The novel’s first instance of Christian imagery serves as an early warning about the corrupt nature of Weston’s and Devine’s characters. In Ransom’s hallucination, they attempt to leave the bright and holy garden for the darkness of the unknown, paralleling the story of the Fall of Man.
“‘Weston! Weston!’ he gasped. ‘What is it? It’s not the moon, not that size. It can’t be, can it?’
‘No,’ replied Weston, ‘it’s the Earth.’”
The revelation that Ransom has been abducted into space takes the novel from the relatively ordinary to science fiction, all in the breath a sentence. The preceding few chapters have established a sense of normalcy, so this discovery allows the reader to feel Ransom’s shock upon realizing he has left Earth.
“We have learned how to jump off the speck of matter on which our species began; infinity, and therefore perhaps eternity, is being put into the hands of the human race. You cannot be so small-minded as to think that the rights or life of an individual or of a million individuals are of the slightest importance in comparison with this.”

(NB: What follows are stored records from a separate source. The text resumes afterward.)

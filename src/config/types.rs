use serde::Deserialize;

/// Site root the chart paths are joined onto
pub const DEFAULT_BASE_URL: &str = "http://www.mnet.com";

/// Main configuration structure
#[derive(Debug, Clone, Default, Deserialize)]
#[serde(default)]
pub struct Config {
    pub chart: ChartConfig,
    pub crawler: CrawlerConfig,
    #[serde(rename = "user-agent")]
    pub user_agent: UserAgentConfig,
    pub output: OutputConfig,
}

/// Which charts to crawl
#[derive(Debug, Clone, Deserialize)]
#[serde(default)]
pub struct ChartConfig {
    /// First chart year (inclusive)
    #[serde(rename = "start-year")]
    pub start_year: i32,

    /// Last chart year (inclusive)
    #[serde(rename = "end-year")]
    pub end_year: i32,

    /// Site root, e.g. "http://www.mnet.com"
    #[serde(rename = "base-url")]
    pub base_url: String,
}

impl Default for ChartConfig {
    fn default() -> Self {
        Self {
            start_year: 2011,
            end_year: 2011,
            base_url: DEFAULT_BASE_URL.to_string(),
        }
    }
}

/// Fetch behaviour
#[derive(Debug, Clone, Deserialize)]
#[serde(default)]
pub struct CrawlerConfig {
    /// Maximum number of requests in flight
    #[serde(rename = "max-concurrent-requests")]
    pub max_concurrent_requests: u32,

    /// Extra attempts for a request that failed transiently
    #[serde(rename = "retry-times")]
    pub retry_times: u32,

    /// Per-request timeout (seconds)
    #[serde(rename = "request-timeout")]
    pub request_timeout: u64,
}

impl Default for CrawlerConfig {
    fn default() -> Self {
        Self {
            max_concurrent_requests: 16,
            retry_times: 2,
            request_timeout: 180,
        }
    }
}

/// User agent identification configuration
#[derive(Debug, Clone, Deserialize)]
#[serde(default)]
pub struct UserAgentConfig {
    /// Name of the crawler
    #[serde(rename = "crawler-name")]
    pub crawler_name: String,

    /// Version of the crawler
    #[serde(rename = "crawler-version")]
    pub crawler_version: String,

    /// URL with information about the crawler
    #[serde(rename = "contact-url")]
    pub contact_url: String,
}

impl Default for UserAgentConfig {
    fn default() -> Self {
        Self {
            crawler_name: "kpop-crawler".to_string(),
            crawler_version: env!("CARGO_PKG_VERSION").to_string(),
            contact_url: "https://github.com/kpop-crawler/kpop-crawler".to_string(),
        }
    }
}

impl UserAgentConfig {
    /// Format: CrawlerName/Version (+ContactURL)
    pub fn header_value(&self) -> String {
        format!(
            "{}/{} (+{})",
            self.crawler_name, self.crawler_version, self.contact_url
        )
    }
}

/// Output configuration
#[derive(Debug, Clone, Default, Deserialize)]
#[serde(default)]
pub struct OutputConfig {
    /// JSON Lines file receiving one record per song; stdout when unset
    #[serde(rename = "items-path")]
    pub items_path: Option<String>,

    /// Log file; stderr when unset
    #[serde(rename = "log-path")]
    pub log_path: Option<String>,
}
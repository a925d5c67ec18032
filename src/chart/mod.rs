//! Chart scraping module
//!
//! The three steps of a chart crawl, each a plain function over data the
//! caller has already fetched:
//! - Seeding the chart page requests for a year range
//! - Turning a chart page into ranked song requests
//! - Turning a song page into a [`SongRecord`]

mod listing;
mod roles;
mod seeder;
mod song;
mod types;

pub use listing::parse_chart_page;
pub use roles::{assign_roles, clean_tokens, is_markup_artifact, Label, STAFF_HEADER};
pub use seeder::{chart_requests, chart_url};
pub use song::{normalize_duration, parse_song_id, parse_song_page};
pub use types::{
    ChartPage, ChartPageContext, ChartRequest, Credits, ItemRequest, Role, SongRecord,
    RANKS_PER_PAGE,
};

use crate::{ParseError, ParseResult};
use scraper::Selector;

/// Compiles one of the fixed page selectors
fn selector(css: &str) -> ParseResult<Selector> {
    Selector::parse(css).map_err(|e| ParseError::Selector(format!("{:?}: {:?}", css, e)))
}
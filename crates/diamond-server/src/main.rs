//! Diamond Calculator server entry point.

use tracing::info;
use tracing_subscriber::{layer::SubscriberExt, util::SubscriberInitExt};

use diamond_server::{Server, ServerConfig};

#[tokio::main]
async fn main() -> anyhow::Result<()> {
    // Initialize logging
    tracing_subscriber::registry()
        .with(tracing_subscriber::EnvFilter::new(
            std::env::var("RUST_LOG")
                .unwrap_or_else(|_| "info,diamond_core=debug,diamond_server=debug".into()),
        ))
        .with(tracing_subscriber::fmt::layer())
        .init();

    info!("Diamond Calculator Server v{}", env!("CARGO_PKG_VERSION"));

    // Load configuration
    let config_path = std::env::args()
        .nth(1)
        .unwrap_or_else(|| "config/diamond.toml".to_string());

    let server_config = if std::path::Path::new(&config_path).exists() {
        info!("Loading configuration from {}", config_path);
        ServerConfig::from_file(&config_path)?
    } else {
        info!("Using default configuration");
        ServerConfig::default()
    };

    // Start server
    let server = Server::new(server_config);
    server.start().await?;

    Ok(())
}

This quote encapsulates Weston’s philosophy: progress for progress’ sake and progress over everything. Ironically, though he professes his ultimate goal to be the furthering of the human race, he does not care how many individual humans are harmed in pursuit of that goal. Despite his proclaimed humanitarianism, he has no qualms about making Ransom a human sacrifice, and he is willing to completely exterminate the intelligent creatures of Malacandra.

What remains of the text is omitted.